Max se quedó sin aliento cuando ella se apartó para comenzar la comida, optando por moverse a su regazo y alimentarlo con bocados al azar con más frecuencia de lo que ella tomaba algo por sí misma, aparte de tragos del suplemento nutricional.
La botella decía que era sabor a Ron Especiado y estaba hecho por los Segadores, así que Max estaba seguro de que probablemente era la etiqueta correcta, pero verla beber directamente de la botella daba a toda la escena una sensación ligeramente surrealista, como si fueran piratas o forajidos en una actuación, no respetables segadores relajándose entre negociaciones comerciales.

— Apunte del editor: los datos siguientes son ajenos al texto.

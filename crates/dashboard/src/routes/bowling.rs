//! Bowling Routes

use axum::{
    extract::{Query, State},
    Json,
};
use stats_engine::NO_BOWLING_DATA;
use tracing::debug;

use super::batting::{RankingQuery, RankingResponse};
use crate::{ApiError, SharedState};

/// Get the season's top bowler and top-N bowlers
pub async fn get_season_bowling(
    State(state): State<SharedState>,
    Query(params): Query<RankingQuery>,
) -> Result<Json<RankingResponse>, ApiError> {
    let season = state.resolve_season(params.season.as_deref())?;
    let limit = state.controls.limit(params.limit, state.report.season_limit)?;

    let data = state.engine.top_bowlers(&season, limit);
    let top = data.first().cloned();
    debug!("Bowling ranking for {}: {} bowlers", season, data.len());

    Ok(Json(RankingResponse {
        notice: top.is_none().then_some(NO_BOWLING_DATA),
        season,
        top,
        data,
    }))
}
//! Season Statistics Engine
//!
//! Pure groupby/aggregate/sort queries over the cricket dataset: match
//! counts, win distribution, toss advantage, run scorers, wicket takers and
//! strike-rate filtering.
//!
//! Rankings are deterministic: descending by the aggregate, ties broken by
//! name in ascending order.

mod batting;
mod bowling;
mod engine;
mod matches;
mod ranking;
mod report;

#[cfg(test)]
mod properties;

pub use batting::{
    high_strike_rate_batsmen, top_batsman_of_season, top_n_batsmen_of_season,
    top_run_scorers_overall, StrikeRateFilter, StrikeRateRow,
};
pub use bowling::{top_bowler_of_season, top_n_bowlers_of_season};
pub use engine::StatsEngine;
pub use matches::{
    count_matches, filter_matches_by_season, toss_advantage_percentage, win_counts, TeamWins,
    WinCounts,
};
pub use ranking::PlayerTotal;
pub use report::{
    ReportNotices, ReportOptions, SeasonReport, NO_BATTING_DATA, NO_BOWLING_DATA, NO_MATCHES,
    NO_STRIKE_RATE_DATA,
};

Pensándolo bien, los segadores no eran realmente respetables, y ellos mismos probablemente habían matado a demasiadas personas como para llamarse inocentes, así que quizá no era una actuación después de todo.
La cena y el coqueteo continuaron hasta que el almirante sonó la advertencia de treinta minutos para la partida, lo que significaba que todos los invitados ya habían vuelto a bordo de la nave durante media hora y habían comenzado a instalarse en sus rutinas diarias.
El lugar que Max había escogido no estaba particularmente cerca, incluso a Curvatura 5, la velocidad máxima que Terminus podía mantener sin usar un portal para viajar, así que tendrían algo de tiempo en tránsito, pero esa era parte de las alegrías de viajar en barco de crucero.
Lo último que querían era que alguien apareciera para ver qué estaban haciendo cuando estaban en medio de una prueba de armas o tecnología experimental.
No solo sería incómodo, sino que también haría las cosas difíciles para los segadores en su conjunto, ya que quienquiera que los viera asumiría que toda la Nación Saqueadora tendría acceso a lo que hubieran visto y simplemente estaban escondiendo a sus aliados.
Por supuesto, realmente estaban escondiendo cosas, pero lo bueno que los demás estaban reteniendo estaba a dos generaciones completas de desarrollo detrás de lo que ellos estaban probando.
Esto le recordó a Max que necesitaban enviar algunas de esas joyas a la Base Lunar en Rae 5 para ser optimizadas para la producción masiva y distribución.
Especialmente la armadura aumentica y la tecnología de espacio plano, ahora que ya tenían suficiente para que cada miembro de la tripulación de combate tuviera una.
A los segadores les encantaría ese particular bit de tecnología.
Tal vez no a su suegra, ya que ella era la única que la tenía en ese momento, pero al resto de los millones de segadores les gustaría.
—¿Qué podemos enviar a Tío Lu cuando lleguemos al lugar de las pruebas y para qué aún no tenemos una actualización?
—preguntó Max a Nico mientras ella descansaba con la cabeza en su regazo.
—Podemos enviarles los trajes de primeras generaciones y los relojes, así como los rifles de plasma actualizados que usan los paquetes bioeléctricos, la generación anterior de replicadores que estamos reemplazando con los derivados del dispositivo de terraformación, y creo que eso es todo por ahora.
El resto de nuestro equipo está en su estándar o solo una generación adelante, lo que significa que todavía lo estamos probando —Nico le informó, y luego señaló una estrella.
—Mira, encontré nuestra antigua casa —dijo.
Max hizo una doble toma.
Ella tenía razón.
Ese era el Kepler Terminus que la pantalla acababa de pasar.
Max había olvidado totalmente que estaban viendo un video grabado en las paredes y no la escena desde fuera de la nave.
Era bueno dejar que estas agradables distracciones le alejaran la mente de la realidad por un momento.